━━━ Source data ━━━
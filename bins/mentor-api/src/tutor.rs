//! Tutor Channel - Streaming Guidance Endpoints
//!
//! Three SSE endpoints share one frame protocol (see
//! [`mentor_common::types::StreamFrame`]):
//! - `/v1/tutor/interact`: step-scoped tutoring conversation; after the
//!   reply, a forced-choice classification decides whether the step is
//!   complete, and the verdict is streamed as a `status` frame
//! - `/v1/tutor/explain_test_case`: a short hint about one failing test
//!   case, never revealing the answer
//! - `/v1/chat/general`: free-form chat under a single store-wide system
//!   prompt, no step verdict
//!
//! Every stream ends with exactly one `[DONE]` frame, after everything
//! else, including on error paths.

use axum::{
    extract::State,
    http::StatusCode,
    response::sse::{Event, KeepAlive, Sse},
    response::IntoResponse,
    Json,
};
use futures::{Stream, StreamExt};
use serde::Deserialize;
use std::convert::Infallible;
use std::future::Future;
use std::sync::Arc;
use tracing::{info, warn};

use crate::handlers::ErrorBody;
use crate::judge;
use crate::llm::{LlmError, Message, StreamParams, TokenEvent, TokenStream};
use crate::AppState;
use mentor_common::store;
use mentor_common::types::{ChatRole, ChatTurn, StepStatus, StreamFrame};

const HINT_TEMPERATURE: f64 = 0.5;
const HINT_MAX_TOKENS: u32 = 120;

const HINT_ERROR_MESSAGE: &str =
    "Sorry, I encountered an error while generating the hint. Please try again.";

const STEP_CLASSIFICATION_PROMPT: &str = r#"You are an evaluation assistant analyzing exactly one AI Tutor message.
Your task: if you see an explicit confirmation phrase directed at the learner (e.g., "Excellent!", "You got it!", "That's correct!"), call log_step_status with status="completed". Otherwise call it with status="incomplete". Default to 'incomplete' on ambiguity."#;

const HINT_SYSTEM_PROMPT: &str = r#"You are a helpful AI programming tutor providing hints for interactive exercises.
A learner submitted an incorrect answer for a specific test case.
Your task is to provide a short, guided hint based on their incorrect input, the specific parameters, and the expected output for THIS case.
DO NOT reveal the final correct answer.
DO NOT explain the user's error directly.
INSTEAD: Ask a concise question that prompts the learner to re-examine the given parameters in relation to the goal (implied by the expected output format/value) and their own answer.
If possible, subtly acknowledge their answer or potential thought process that might have led to it (e.g., 'You provided [user_input], maybe you were thinking about X?').
Keep the hint focused ONLY on the provided test case details. Be encouraging and supportive.
Example Goal: Guide the user to find the correct indices [0, 2] for nums=[4, 11, 2, 15], target=6, when they submitted [0, 1].
Example Hint: 'Okay, you suggested indices `[0, 1]`. Looking at `nums = [4, 11, 2, 15]`, what numbers are at those specific indices, and do they add up to the target `6`?'"#;

#[derive(Debug, Deserialize)]
pub struct InteractRequest {
    pub session_id: String,
    pub problem_id: String,
    pub step_id: String,
    pub chat_history: Vec<ChatTurn>,
}

#[derive(Debug, Deserialize)]
pub struct GeneralChatRequest {
    pub session_id: String,
    pub chat_history: Vec<ChatTurn>,
}

#[derive(Debug, Deserialize)]
pub struct ExplainTestCaseRequest {
    pub problem_id: String,
    pub step_id: String,
    pub given_parameters: serde_json::Value,
    pub user_input: serde_json::Value,
    pub expected_output: serde_json::Value,
}

fn bad_request(message: impl Into<String>) -> axum::response::Response {
    (
        StatusCode::BAD_REQUEST,
        Json(ErrorBody {
            error: message.into(),
        }),
    )
        .into_response()
}

fn ai_unavailable() -> axum::response::Response {
    (
        StatusCode::SERVICE_UNAVAILABLE,
        Json(ErrorBody {
            error: "Server configuration issue. AI backend not configured.".to_string(),
        }),
    )
        .into_response()
}

fn history_ends_with_user(history: &[ChatTurn]) -> bool {
    history.last().map_or(true, |turn| turn.role == ChatRole::User)
}

fn validate_interact(body: &InteractRequest) -> Result<(), &'static str> {
    if body.session_id.trim().is_empty() {
        return Err("session_id must be non-empty");
    }
    if body.problem_id.trim().is_empty() {
        return Err("problem_id must be non-empty");
    }
    if body.step_id.trim().is_empty() {
        return Err("step_id must be non-empty");
    }
    if !history_ends_with_user(&body.chat_history) {
        return Err("chat_history must end with a user message");
    }
    Ok(())
}

fn history_messages(system_prompt: &str, history: &[ChatTurn]) -> Vec<Message> {
    let mut messages = Vec::with_capacity(history.len() + 1);
    messages.push(Message::system(system_prompt));
    for turn in history {
        messages.push(match turn.role {
            ChatRole::User => Message::user(turn.content.clone()),
            ChatRole::Assistant => Message::assistant(turn.content.clone()),
        });
    }
    messages
}

fn classification_messages(tutor_reply: &str) -> Vec<Message> {
    vec![
        Message::system(STEP_CLASSIFICATION_PROMPT),
        Message::user(format!("Here is the full tutor reply:\n\n{tutor_reply}")),
    ]
}

/// Assemble the tutor interaction stream: content frames while the reply
/// runs, then the step verdict from `classify` over the accumulated
/// reply, then the terminal frame. `classify` also runs on a partial
/// reply after a mid-stream error.
fn tutor_frames<F, Fut>(
    stream_result: Result<TokenStream, LlmError>,
    classify: F,
) -> impl Stream<Item = StreamFrame> + Send
where
    F: FnOnce(String) -> Fut + Send + 'static,
    Fut: Future<Output = StepStatus> + Send,
{
    async_stream::stream! {
        let token_stream = match stream_result {
            Ok(stream) => stream,
            Err(e) => {
                warn!(error = %e, "Tutor stream could not be started");
                yield StreamFrame::Error(format!("Error streaming reply: {e}"));
                yield StreamFrame::Done;
                return;
            }
        };

        let mut tutor_reply = String::new();
        futures::pin_mut!(token_stream);

        while let Some(event) = token_stream.next().await {
            match event {
                Ok(TokenEvent::Content(delta)) => {
                    tutor_reply.push_str(&delta);
                    yield StreamFrame::Content(delta);
                }
                Ok(TokenEvent::Done) => break,
                Err(e) => {
                    warn!(error = %e, "Tutor stream failed mid-reply");
                    yield StreamFrame::Error(format!("Error streaming reply: {e}"));
                    break;
                }
            }
        }

        // The verdict is part of the same stream so the client never has
        // to poll; it goes out before the terminal frame.
        yield StreamFrame::Status(classify(tutor_reply).await);
        yield StreamFrame::Done;
    }
}

/// Relay a token stream as content frames. On failure, emit one error
/// frame (plus `apology` as an in-band content frame, when given) and
/// still terminate with the single `[DONE]`.
fn relay_frames(
    stream_result: Result<TokenStream, LlmError>,
    error_prefix: &'static str,
    apology: Option<&'static str>,
) -> impl Stream<Item = StreamFrame> + Send {
    async_stream::stream! {
        let token_stream = match stream_result {
            Ok(stream) => stream,
            Err(e) => {
                warn!(error = %e, "{error_prefix}");
                yield StreamFrame::Error(format!("{error_prefix}: {e}"));
                if let Some(apology) = apology {
                    yield StreamFrame::Content(apology.to_string());
                }
                yield StreamFrame::Done;
                return;
            }
        };

        futures::pin_mut!(token_stream);

        while let Some(event) = token_stream.next().await {
            match event {
                Ok(TokenEvent::Content(delta)) => {
                    yield StreamFrame::Content(delta);
                }
                Ok(TokenEvent::Done) => break,
                Err(e) => {
                    warn!(error = %e, "{error_prefix}");
                    yield StreamFrame::Error(format!("{error_prefix}: {e}"));
                    if let Some(apology) = apology {
                        yield StreamFrame::Content(apology.to_string());
                    }
                    break;
                }
            }
        }

        yield StreamFrame::Done;
    }
}

fn sse_response(
    frames: impl Stream<Item = StreamFrame> + Send + 'static,
) -> axum::response::Response {
    let events = frames.map(|frame| Ok::<_, Infallible>(Event::default().data(frame.to_sse_data())));
    Sse::new(events).keep_alive(KeepAlive::default()).into_response()
}

/// POST /v1/tutor/interact - Stream a tutor reply, then the step verdict
pub async fn interact(
    State(state): State<Arc<AppState>>,
    Json(payload): Json<InteractRequest>,
) -> axum::response::Response {
    if !state.llm.has_api_key() {
        return ai_unavailable();
    }

    if let Err(message) = validate_interact(&payload) {
        return bad_request(message);
    }

    let mut conn = state.redis.clone();
    let step_prompt =
        match store::get_step_prompt(&mut conn, &payload.problem_id, &payload.step_id).await {
            Ok(Some(prompt)) => prompt,
            Ok(None) => {
                return (
                    StatusCode::NOT_FOUND,
                    Json(ErrorBody {
                        error: format!(
                            "System prompt not found for problem_id={}, step_id={}",
                            payload.problem_id, payload.step_id
                        ),
                    }),
                )
                    .into_response();
            }
            Err(e) => {
                warn!(problem_id = %payload.problem_id, step_id = %payload.step_id, error = %e, "Failed to fetch step prompt");
                return (
                    StatusCode::INTERNAL_SERVER_ERROR,
                    Json(ErrorBody {
                        error: "Failed to load tutoring context".to_string(),
                    }),
                )
                    .into_response();
            }
        };

    info!(
        session_id = %payload.session_id,
        problem_id = %payload.problem_id,
        step_id = %payload.step_id,
        turns = payload.chat_history.len(),
        "Tutor interaction"
    );

    let messages = history_messages(&step_prompt, &payload.chat_history);
    let stream_result = state.llm.chat_stream(messages, StreamParams::default()).await;

    let llm = state.llm.clone();
    let classify = move |reply: String| async move {
        judge::classify_step_status(&llm, classification_messages(&reply)).await
    };

    sse_response(tutor_frames(stream_result, classify))
}

/// POST /v1/chat/general - Stream a reply under the store-wide prompt
pub async fn general_chat(
    State(state): State<Arc<AppState>>,
    Json(payload): Json<GeneralChatRequest>,
) -> axum::response::Response {
    if !state.llm.has_api_key() {
        return ai_unavailable();
    }

    if payload.session_id.trim().is_empty() {
        return bad_request("Missing required fields: session_id, chat_history.");
    }
    if !history_ends_with_user(&payload.chat_history) {
        return bad_request("Chat history must end with a user message.");
    }

    let mut conn = state.redis.clone();
    let system_prompt = match store::get_general_prompt(&mut conn).await {
        Ok(Some(prompt)) => prompt,
        Ok(None) => {
            return (
                StatusCode::NOT_FOUND,
                Json(ErrorBody {
                    error: "General chat system prompt not found.".to_string(),
                }),
            )
                .into_response();
        }
        Err(e) => {
            warn!(error = %e, "Failed to fetch general chat prompt");
            return (
                StatusCode::INTERNAL_SERVER_ERROR,
                Json(ErrorBody {
                    error: "Failed to load chat context".to_string(),
                }),
            )
                .into_response();
        }
    };

    info!(
        session_id = %payload.session_id,
        turns = payload.chat_history.len(),
        "General chat"
    );

    let messages = history_messages(&system_prompt, &payload.chat_history);
    let stream_result = state.llm.chat_stream(messages, StreamParams::default()).await;

    sse_response(relay_frames(stream_result, "Stream processing error", None))
}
━━━
§ Your task: Your output should be an exact copy of the lines from the top of the listing above to the line with "single store-wide system", both ends included.

§ Response box:
filename bins/mentor-api/src/tutor.rs
//! Tutor Channel - Streaming Guidance Endpoints
//!
//! Three SSE endpoints share one frame protocol (see
//! [`mentor_common::types::StreamFrame`]):
//! - `/v1/tutor/interact`: step-scoped tutoring conversation; after the
//!   reply, a forced-choice classification decides whether the step is
//!   complete, and the verdict is streamed as a `status` frame
//! - `/v1/tutor/explain_test_case`: a short hint about one failing test
//!   case, never revealing the answer
//! - `/v1/chat/general`: free-form chat under a single store-wide system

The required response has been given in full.